Ian MacDonald was outraged at the comments that they considered the Symphony No. 12, The Year 1917, as a failure, but his opinion on this 7 seems to be not only minority but absolutely marginal. Almost nobody defends this symphony of little more than half an hour of duration in which it seems that the composer has gotten stuck in a musical material that repeats machaconamente, almost to the satiety. An enigmatic fact is the presence of a motif of the Lemminkainen Suite of Sibelius, an obvious appointment for which no convincing explanation has been given so far.

Many of those who know the fifteen symphonies of Shostakovich consider that the best of their symphonic production is found in the last three. Those who are more inclined towards the musical avant-garde tend to opt for the Symphony No. 14, while No. 13, Babi Yar, or No. 15 are usually the choice of those who look more towards the symphonic tradition and towards the XIX century. Be that as it may, these three symphonies, completely different from each other, almost as if they had been composed by three different composers, are in the judgment of many musical critics among the best that the symphonic form produced in the 20th century. However, Symphony No. 14, orchestrated for chamber orchestra, with two soloists who sing poems by different authors, but all relating to death, in its eleven movements, does not really seem a faithful representation of the symphonic form. Neither is Symphony No. 13, which with soloist and choir that intervene in its five movements seems to be much more an oratorio. In Symphony No. 15 the composer returned to purely instrumental music and structure in four movements, in which on quotes from himself and others (Rossini and Wagner above all) Shostakovich built what could be interpreted as a huge musical mausoleum.

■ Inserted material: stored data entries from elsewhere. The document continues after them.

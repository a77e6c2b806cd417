use crate::context::SubmissionContext;
use crate::error::{SubmissionError, SubmissionKind, SubmissionOutcome};
use crate::normalize::parse_time_ms;
use crate::processors::SubmissionFields;
use crate::resolver;
use chrono::Utc;
use droptally_db::db;
use droptally_db::models::{NewPersonalBest, NewPlayerPet};
use log::{debug, info};
use std::sync::Arc;

/// One parsed `<boss> - <team_size> : <time>` line.
#[derive(Debug, Clone, PartialEq)]
pub struct AdventureLogPb {
    pub boss_name: String,
    pub team_size: String,
    pub time_ms: i64,
}

/// Parses the adventure-log blob the plugin sends: bracketed,
/// backtick-quoted PB lines separated by newlines or commas.
pub fn parse_pb_lines(raw: &str) -> Vec<AdventureLogPb> {
    raw.replace(['[', ']', '`'], "")
        .split(['\n', ','])
        .filter_map(|line| {
            let line = line.trim();
            let (boss, rest) = line.split_once(" - ")?;
            let (team_size, time) = rest.split_once(" : ")?;
            let time_ms = parse_time_ms(time.trim())?;
            Some(AdventureLogPb {
                boss_name: boss.trim().to_string(),
                team_size: team_size.trim().to_string(),
                time_ms,
            })
        })
        .collect()
}

pub fn parse_pet_ids(raw: &str) -> Vec<i32> {
    raw.replace(['[', ']', '`'], "")
        .split(',')
        .filter_map(|id| id.trim().parse().ok())
        .collect()
}

/// Bulk back-fill of personal bests and pets from an account's adventure
/// log. Upserts silently: back-fills never re-enter the notification
/// pipeline.
pub async fn process(
    ctx: &Arc<SubmissionContext>,
    fields: &SubmissionFields,
) -> Result<SubmissionOutcome, SubmissionError> {
    let player_name = fields.required(&["player_name", "player"], "player name")?;
    let account_hash = fields.required(&["acc_hash", "account_hash"], "account hash")?;

    let player = resolver::resolve_player_and_auth(ctx, &player_name, &account_hash).await?;
    let player_id = player.player_id;

    let mut upserted = 0usize;
    if let Some(raw) = fields.get(&["adventure_log"]) {
        let entries = parse_pb_lines(raw);
        debug!("Parsed {} PB lines from {player_name}'s adventure log", entries.len());
        for entry in entries {
            upserted += backfill_pb(ctx, player_id, entry).await? as usize;
        }
    }

    if let Some(raw) = fields.get(&["pet_list"]) {
        let pet_ids = parse_pet_ids(raw);
        ctx.run_db(move |conn| {
            for item_id in pet_ids {
                let Some(item) = db::item_by_id(conn, item_id)? else {
                    continue;
                };
                if db::find_player_pet(conn, player_id, item_id)?.is_none() {
                    db::insert_player_pet(
                        conn,
                        &NewPlayerPet {
                            player_id,
                            item_id,
                            pet_name: &item.item_name,
                            unique_id: None,
                            date_added: Utc::now().naive_utc(),
                        },
                    )?;
                }
            }
            Ok(())
        })
        .await?;
    }

    if upserted > 0 {
        info!("Back-filled {upserted} personal bests for {player_name}");
    }
    Ok(SubmissionOutcome::new(SubmissionKind::AdventureLog, None))
}

/// Returns true when a row was created or improved.
async fn backfill_pb(
    ctx: &SubmissionContext,
    player_id: i32,
    entry: AdventureLogPb,
) -> Result<bool, SubmissionError> {
    ctx.run_db(move |conn| {
        let Some(npc) = db::npc_by_name_fuzzy(conn, &entry.boss_name)? else {
            debug!("No NPC match for adventure log boss {}", entry.boss_name);
            return Ok(false);
        };

        match db::find_personal_best(conn, player_id, npc.npc_id, &entry.team_size)? {
            Some(existing) => {
                if entry.time_ms < existing.personal_best_ms {
                    db::update_personal_best(
                        conn,
                        existing.id,
                        entry.time_ms,
                        entry.time_ms,
                        true,
                        existing.image_url.as_deref(),
                        Utc::now(),
                    )?;
                    Ok(true)
                } else {
                    Ok(false)
                }
            }
            None => {
                db::insert_personal_best(
                    conn,
                    &NewPersonalBest {
                        player_id,
                        npc_id: npc.npc_id,
                        team_size: &entry.team_size,
                        personal_best_ms: entry.time_ms,
                        kill_time_ms: entry.time_ms,
                        new_pb: true,
                        image_url: None,
                        used_api: false,
                        unique_id: None,
                        date_added: Utc::now().naive_utc(),
                    },
                )?;
                Ok(true)
            }
        }
    })
    .await
}

#[cfg(test)]
mod tests {
    use super::*;

    #[test]
    fn parses_backtick_quoted_pb_lines() {
        let raw = "[`Zulrah` - `Solo` : `0:59.40`\n`Theatre of Blood` - `4` : `14:12.00`]";
        let parsed = parse_pb_lines(raw);
        assert_eq!(
            parsed,
            vec![
                AdventureLogPb {
                    boss_name: "Zulrah".to_string(),
                    team_size: "Solo".to_string(),
                    time_ms: 59_400,
                },
                AdventureLogPb {
                    boss_name: "Theatre of Blood".to_string(),
                    team_size: "4".to_string(),
                    time_ms: 852_000,
                },
            ]
        );
    }

    #[test]
    fn malformed_lines_are_skipped() {
        let parsed = parse_pb_lines("not a pb line\nZulrah - Solo : garbage");
        assert!(parsed.is_empty());
    }

    #[test]
    fn parses_pet_id_lists() {
        assert_eq!(parse_pet_ids("[13262, 12921,`13247`]"), vec![13262, 12921, 13247]);
        assert!(parse_pet_ids("[]").is_empty());
    }
}
use crate::Db;
use droptally_core::SubmissionContext;
use log::warn;
use rocket::serde::json::Json;
use rocket::{State, get};
use serde::Serialize;
use std::sync::Arc;
use std::time::Duration;

const REDIS_BUDGET: Duration = Duration::from_secs(1);
const DB_BUDGET: Duration = Duration::from_secs(2);

#[derive(Serialize)]
pub struct HealthResponse {
    pub status: &'static str,
    pub database: bool,
    pub redis: bool,
}

#[get("/health")]
pub async fn health(ctx: &State<Arc<SubmissionContext>>, db: Db) -> Json<HealthResponse> {
    let redis_ok = match tokio::time::timeout(REDIS_BUDGET, ctx.leaderboard.ping()).await {
        Ok(Ok(())) => true,
        Ok(Err(err)) => {
            warn!("Health probe: redis error: {err}");
            false
        }
        Err(_) => {
            warn!("Health probe: redis exceeded its budget");
            false
        }
    };

    let db_probe = db.run(|conn| {
        use diesel::prelude::*;
        diesel::sql_query("SELECT 1").execute(conn)
    });
    let database_ok = match tokio::time::timeout(DB_BUDGET, db_probe).await {
        Ok(Ok(_)) => true,
        Ok(Err(err)) => {
            warn!("Health probe: database error: {err}");
            false
        }
        Err(_) => {
            warn!("Health probe: database exceeded its budget");
            false
        }
    };

    Json(HealthResponse {
        status: if redis_ok && database_ok { "ok" } else { "degraded" },
        database: database_ok,
        redis: redis_ok,
    })
}

#[get("/ping")]
pub fn ping() -> Json<serde_json::Value> {
    Json(serde_json::json!({"message": "pong"}))
}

Shostakovich also composed music for films and for the scene, ballets, operas and an operetta. His opera Lady Macbeth of the Mtsensk district, revised as Katerina Izmailova, seems to have already become part of the operatic repertoire. Shostakovich opted in her for an anti-romantic naturalism (it is said that the pornographic glissandi of the trombones provoked the scandal of Stalin) to which it is difficult to find a clear explanation (Taruskin has made an attempt). The nose, comic opera based on a text by Gogol, is probably one of the most successful works of Shostakovich of youth, determined to link with the Russian satirical tradition and at the same time with the musical tendencies of his time. Volkov commented in the introduction to Testimony that Shostakovich often adopted the role of the yurodivy or enlightened and the yuródivy plays an important role in the opera of Mussorgsky, Boris Godunov, which Shostakovich admired and from which he produced a new orchestration. Following Mahler, who dared even with Beethoven, Shostakovich had no qualms about amending the flat to others and thus also orchestrated the Songs and dances of the death of Musorgsky and the Song of the flea of ​​Beethoven and reorchestrated the Concerto for cello of Schumann . But, according to Michael Steinberg in his comments to Mahler's Tenth Symphony, Shostakovich did not dare or did not want to finish this unfinished work, a task in which the Canadian musicologist Jack Diether tried to interest him in the late 1940s.